Stored data entries
_____

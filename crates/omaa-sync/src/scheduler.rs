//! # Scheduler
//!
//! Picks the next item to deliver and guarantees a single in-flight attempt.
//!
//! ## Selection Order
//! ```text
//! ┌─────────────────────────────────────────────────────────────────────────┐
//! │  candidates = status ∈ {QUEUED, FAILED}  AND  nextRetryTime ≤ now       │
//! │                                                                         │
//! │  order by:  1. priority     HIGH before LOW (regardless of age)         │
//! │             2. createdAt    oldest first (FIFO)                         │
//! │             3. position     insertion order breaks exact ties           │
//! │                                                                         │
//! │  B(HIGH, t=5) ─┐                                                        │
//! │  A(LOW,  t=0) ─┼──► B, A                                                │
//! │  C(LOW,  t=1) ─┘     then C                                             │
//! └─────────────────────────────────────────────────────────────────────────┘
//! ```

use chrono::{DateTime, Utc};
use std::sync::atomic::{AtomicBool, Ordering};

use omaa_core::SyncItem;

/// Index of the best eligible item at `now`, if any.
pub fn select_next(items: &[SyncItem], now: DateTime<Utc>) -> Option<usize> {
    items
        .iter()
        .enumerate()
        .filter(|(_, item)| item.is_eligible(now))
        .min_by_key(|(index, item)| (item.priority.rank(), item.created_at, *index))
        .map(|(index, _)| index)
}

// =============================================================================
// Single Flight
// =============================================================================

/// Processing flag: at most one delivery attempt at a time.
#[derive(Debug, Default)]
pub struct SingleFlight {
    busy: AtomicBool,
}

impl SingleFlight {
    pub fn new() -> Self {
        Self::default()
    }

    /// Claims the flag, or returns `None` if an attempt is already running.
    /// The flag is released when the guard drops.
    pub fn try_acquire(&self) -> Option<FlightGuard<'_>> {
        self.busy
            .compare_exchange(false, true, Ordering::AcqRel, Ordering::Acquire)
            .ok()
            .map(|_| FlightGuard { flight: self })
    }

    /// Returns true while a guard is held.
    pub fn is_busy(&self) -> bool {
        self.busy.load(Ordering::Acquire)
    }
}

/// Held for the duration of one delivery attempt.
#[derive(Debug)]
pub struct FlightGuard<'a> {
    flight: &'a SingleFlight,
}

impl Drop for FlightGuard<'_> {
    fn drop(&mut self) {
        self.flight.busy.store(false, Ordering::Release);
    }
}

_____

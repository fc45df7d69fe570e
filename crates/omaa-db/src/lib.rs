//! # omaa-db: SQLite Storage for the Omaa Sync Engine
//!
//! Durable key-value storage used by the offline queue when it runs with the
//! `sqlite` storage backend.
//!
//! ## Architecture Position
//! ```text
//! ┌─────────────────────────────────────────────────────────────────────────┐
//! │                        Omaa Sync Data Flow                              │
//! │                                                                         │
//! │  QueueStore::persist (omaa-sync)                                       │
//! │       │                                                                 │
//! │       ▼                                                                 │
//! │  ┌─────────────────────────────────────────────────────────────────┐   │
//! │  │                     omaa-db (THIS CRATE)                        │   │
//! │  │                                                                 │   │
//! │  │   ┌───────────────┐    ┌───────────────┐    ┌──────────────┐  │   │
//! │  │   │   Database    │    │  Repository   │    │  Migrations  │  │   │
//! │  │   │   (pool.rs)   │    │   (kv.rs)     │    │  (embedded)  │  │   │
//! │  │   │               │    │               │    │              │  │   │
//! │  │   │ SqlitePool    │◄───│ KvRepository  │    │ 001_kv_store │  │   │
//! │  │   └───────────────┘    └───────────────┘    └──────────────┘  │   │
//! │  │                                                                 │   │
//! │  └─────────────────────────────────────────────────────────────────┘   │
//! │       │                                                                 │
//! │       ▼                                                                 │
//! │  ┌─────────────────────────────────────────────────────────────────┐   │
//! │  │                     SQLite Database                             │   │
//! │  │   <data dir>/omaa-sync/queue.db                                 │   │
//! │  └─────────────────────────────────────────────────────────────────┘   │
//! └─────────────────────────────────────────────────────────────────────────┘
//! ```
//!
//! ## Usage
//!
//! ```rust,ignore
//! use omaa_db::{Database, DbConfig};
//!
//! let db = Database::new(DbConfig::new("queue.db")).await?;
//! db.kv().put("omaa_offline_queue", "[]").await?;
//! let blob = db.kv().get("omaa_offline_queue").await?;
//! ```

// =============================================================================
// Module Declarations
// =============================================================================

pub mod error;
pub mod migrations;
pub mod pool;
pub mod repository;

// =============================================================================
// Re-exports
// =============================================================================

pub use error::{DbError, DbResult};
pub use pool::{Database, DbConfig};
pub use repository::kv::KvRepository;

_____

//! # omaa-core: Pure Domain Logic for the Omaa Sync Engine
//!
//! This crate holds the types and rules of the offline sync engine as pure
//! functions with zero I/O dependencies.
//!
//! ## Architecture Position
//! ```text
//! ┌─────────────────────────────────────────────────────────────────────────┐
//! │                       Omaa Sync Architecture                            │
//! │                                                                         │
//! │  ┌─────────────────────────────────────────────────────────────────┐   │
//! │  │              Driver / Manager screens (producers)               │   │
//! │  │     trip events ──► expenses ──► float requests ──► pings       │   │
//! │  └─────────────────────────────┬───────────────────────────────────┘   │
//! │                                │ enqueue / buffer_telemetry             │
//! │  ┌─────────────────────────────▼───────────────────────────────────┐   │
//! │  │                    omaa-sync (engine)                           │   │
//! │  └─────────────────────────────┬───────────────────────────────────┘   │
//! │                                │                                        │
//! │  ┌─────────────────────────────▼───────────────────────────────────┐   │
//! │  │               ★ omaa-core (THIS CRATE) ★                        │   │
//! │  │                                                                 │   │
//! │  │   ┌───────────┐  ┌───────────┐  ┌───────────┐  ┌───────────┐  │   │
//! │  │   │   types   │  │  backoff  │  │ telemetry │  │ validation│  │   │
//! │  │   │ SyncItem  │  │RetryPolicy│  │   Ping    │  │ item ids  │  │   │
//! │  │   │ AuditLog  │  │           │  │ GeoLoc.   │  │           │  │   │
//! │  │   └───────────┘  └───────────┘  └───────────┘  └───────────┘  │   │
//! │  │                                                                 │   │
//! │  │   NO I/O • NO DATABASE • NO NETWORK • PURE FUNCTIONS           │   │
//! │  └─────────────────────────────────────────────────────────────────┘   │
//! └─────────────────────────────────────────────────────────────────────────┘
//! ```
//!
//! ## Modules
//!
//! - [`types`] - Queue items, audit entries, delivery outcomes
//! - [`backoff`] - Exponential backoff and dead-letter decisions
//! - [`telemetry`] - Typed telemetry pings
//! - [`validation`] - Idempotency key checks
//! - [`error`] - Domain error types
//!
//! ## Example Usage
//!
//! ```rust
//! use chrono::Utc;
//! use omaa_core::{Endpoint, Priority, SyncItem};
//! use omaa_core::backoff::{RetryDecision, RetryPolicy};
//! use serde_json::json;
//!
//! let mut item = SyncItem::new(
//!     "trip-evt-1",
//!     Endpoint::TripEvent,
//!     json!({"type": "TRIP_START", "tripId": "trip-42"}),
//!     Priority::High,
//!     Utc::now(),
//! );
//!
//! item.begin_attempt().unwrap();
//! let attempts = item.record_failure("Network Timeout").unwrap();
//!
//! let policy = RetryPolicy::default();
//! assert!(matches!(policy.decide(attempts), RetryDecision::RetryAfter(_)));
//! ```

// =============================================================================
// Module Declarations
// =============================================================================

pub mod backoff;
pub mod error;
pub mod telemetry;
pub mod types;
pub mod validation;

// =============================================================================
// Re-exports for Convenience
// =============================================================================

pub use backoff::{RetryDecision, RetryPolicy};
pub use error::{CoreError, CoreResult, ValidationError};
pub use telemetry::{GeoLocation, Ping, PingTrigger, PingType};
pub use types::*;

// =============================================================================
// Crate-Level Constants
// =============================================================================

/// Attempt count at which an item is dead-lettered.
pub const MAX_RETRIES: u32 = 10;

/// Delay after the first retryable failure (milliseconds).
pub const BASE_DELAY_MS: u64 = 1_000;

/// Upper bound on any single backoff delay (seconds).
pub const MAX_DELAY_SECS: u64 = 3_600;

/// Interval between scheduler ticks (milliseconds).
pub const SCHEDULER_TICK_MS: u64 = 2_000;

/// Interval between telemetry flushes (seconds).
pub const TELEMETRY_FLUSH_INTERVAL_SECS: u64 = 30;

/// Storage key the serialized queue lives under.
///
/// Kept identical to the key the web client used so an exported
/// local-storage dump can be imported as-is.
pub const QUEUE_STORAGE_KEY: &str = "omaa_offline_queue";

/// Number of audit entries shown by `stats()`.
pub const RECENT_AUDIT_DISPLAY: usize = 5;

_____

_What you are asked to do_. Start with the line above that contains "Number of audit" and stop after the line that contains "pub const RECENT_AUDIT_DISPLAY: usize = 5;". Output those lines exactly, and only those.

_Task solution_.
/// Number of audit entries shown by `stats()`.
pub const RECENT_AUDIT_DISPLAY: usize = 5;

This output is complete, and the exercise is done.